■ **Provided entries**

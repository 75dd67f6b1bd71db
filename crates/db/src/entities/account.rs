//! Account entity.

use std::fmt;
use std::str::FromStr;

use sea_orm::entity::prelude::*;
use serde::{Deserialize, Serialize};

/// Portal role of an account.
#[derive(
    Debug, Clone, Copy, PartialEq, Eq, Hash, Serialize, Deserialize, EnumIter, DeriveActiveEnum,
)]
#[sea_orm(rs_type = "String", db_type = "String(StringLen::N(16))")]
#[serde(rename_all = "lowercase")]
pub enum Role {
    #[sea_orm(string_value = "student")]
    Student,
    #[sea_orm(string_value = "staff")]
    Staff,
    #[sea_orm(string_value = "admin")]
    Admin,
}

impl Role {
    /// Stored string value.
    #[must_use]
    pub const fn as_str(self) -> &'static str {
        match self {
            Self::Student => "student",
            Self::Staff => "staff",
            Self::Admin => "admin",
        }
    }
}

impl fmt::Display for Role {
    fn fmt(&self, f: &mut fmt::Formatter<'_>) -> fmt::Result {
        f.write_str(self.as_str())
    }
}

impl FromStr for Role {
    type Err = String;

    fn from_str(s: &str) -> Result<Self, Self::Err> {
        match s.trim().to_ascii_lowercase().as_str() {
            "student" => Ok(Self::Student),
            "staff" => Ok(Self::Staff),
            "admin" => Ok(Self::Admin),
            other => Err(format!("unknown role: {other}")),
        }
    }
}

/// Account model.
#[derive(Clone, Debug, PartialEq, Eq, DeriveEntityModel, Serialize, Deserialize)]
#[sea_orm(table_name = "account")]
pub struct Model {
    #[sea_orm(primary_key, auto_increment = false)]
    pub id: String,

    /// Lowercased login email.
    #[sea_orm(unique)]
    pub email: String,

    /// Argon2 PHC string.
    #[serde(skip_serializing)]
    pub password_hash: String,

    pub full_name: String,

    pub role: Role,

    /// Set for students only.
    #[sea_orm(nullable)]
    pub student_id: Option<String>,

    /// Set for students only.
    #[sea_orm(nullable)]
    pub department: Option<String>,

    /// Session token.
    #[sea_orm(unique)]
    #[serde(skip_serializing)]
    pub token: String,

    pub created_at: DateTimeWithTimeZone,
}

#[derive(Copy, Clone, Debug, EnumIter, DeriveRelation)]
pub enum Relation {}

impl ActiveModelBehavior for ActiveModel {}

■ **Work required**
Return every record exactly as it was given.

■ **Written response**
repository 75dd67f6b1bd71db
filename crates/db/src/entities/account.rs
//! Account entity.

use std::fmt;
use std::str::FromStr;

use sea_orm::entity::prelude::*;
use serde::{Deserialize, Serialize};

/// Portal role of an account.
#[derive(
    Debug, Clone, Copy, PartialEq, Eq, Hash, Serialize, Deserialize, EnumIter, DeriveActiveEnum,
)]
#[sea_orm(rs_type = "String", db_type = "String(StringLen::N(16))")]
#[serde(rename_all = "lowercase")]
pub enum Role {
    #[sea_orm(string_value = "student")]
    Student,
    #[sea_orm(string_value = "staff")]
    Staff,
    #[sea_orm(string_value = "admin")]
    Admin,
}

impl Role {
    /// Stored string value.
    #[must_use]
    pub const fn as_str(self) -> &'static str {
        match self {
            Self::Student => "student",
            Self::Staff => "staff",
            Self::Admin => "admin",
        }
    }
}

impl fmt::Display for Role {
    fn fmt(&self, f: &mut fmt::Formatter<'_>) -> fmt::Result {
        f.write_str(self.as_str())
    }
}

impl FromStr for Role {
    type Err = String;

    fn from_str(s: &str) -> Result<Self, Self::Err> {
        match s.trim().to_ascii_lowercase().as_str() {
            "student" => Ok(Self::Student),
            "staff" => Ok(Self::Staff),
            "admin" => Ok(Self::Admin),
            other => Err(format!("unknown role: {other}")),
        }
    }
}

/// Account model.
#[derive(Clone, Debug, PartialEq, Eq, DeriveEntityModel, Serialize, Deserialize)]
#[sea_orm(table_name = "account")]
pub struct Model {
    #[sea_orm(primary_key, auto_increment = false)]
    pub id: String,

    /// Lowercased login email.
    #[sea_orm(unique)]
    pub email: String,

    /// Argon2 PHC string.
    #[serde(skip_serializing)]
    pub password_hash: String,

    pub full_name: String,

    pub role: Role,

    /// Set for students only.
    #[sea_orm(nullable)]
    pub student_id: Option<String>,

    /// Set for students only.
    #[sea_orm(nullable)]
    pub department: Option<String>,

    /// Session token.
    #[sea_orm(unique)]
    #[serde(skip_serializing)]
    pub token: String,

    pub created_at: DateTimeWithTimeZone,
}

#[derive(Copy, Clone, Debug, EnumIter, DeriveRelation)]
pub enum Relation {}

impl ActiveModelBehavior for ActiveModel {}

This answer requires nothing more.